Instructions to follow
Reproduce each line below with no alterations.

Excerpted data Block Start

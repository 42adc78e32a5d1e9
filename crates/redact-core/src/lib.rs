//! Core domain models and logic for interactive PHI redaction
//!
//! This crate contains:
//! - Domain models (Occurrence, GroupKey, OccurrenceKey, DetectionResult)
//! - Occurrence extraction (detection suggestions + buffer text -> located spans)
//! - Review state store (per-group decisions, custom replacements, snapshots)
//! - Replacement engine (the single writer of buffer substitutions)

pub mod buffer;
pub mod catalog;
pub mod engine;
pub mod error;
pub mod extract;
pub mod matcher;
pub mod model;
pub mod state;

pub use buffer::{StringBuffer, TextBuffer};
pub use catalog::ReplacementCatalog;
pub use engine::{BulkOutcome, Outcome, ReplacementEngine, needs_redaction};
pub use error::{Error, Result};
pub use extract::{Extraction, Extractor, LiveGroup};
pub use model::{
    ConfidenceLevel, DetectionResult, GroupKey, Occurrence, OccurrenceKey, ReviewStatus,
    Suggestion,
};
pub use state::ReviewState;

Excerpted data Block End

Finished exercise
repository 42adc78e32a5d1e9
filename crates/redact-core/src/lib.rs
//! Core domain models and logic for interactive PHI redaction
//!
//! This crate contains:
//! - Domain models (Occurrence, GroupKey, OccurrenceKey, DetectionResult)
//! - Occurrence extraction (detection suggestions + buffer text -> located spans)
//! - Review state store (per-group decisions, custom replacements, snapshots)
//! - Replacement engine (the single writer of buffer substitutions)

pub mod buffer;
pub mod catalog;
pub mod engine;
pub mod error;
pub mod extract;
pub mod matcher;
pub mod model;
pub mod state;

pub use buffer::{StringBuffer, TextBuffer};
pub use catalog::ReplacementCatalog;
pub use engine::{BulkOutcome, Outcome, ReplacementEngine, needs_redaction};
pub use error::{Error, Result};
pub use extract::{Extraction, Extractor, LiveGroup};
pub use model::{
    ConfidenceLevel, DetectionResult, GroupKey, Occurrence, OccurrenceKey, ReviewStatus,
    Suggestion,
};
pub use state::ReviewState;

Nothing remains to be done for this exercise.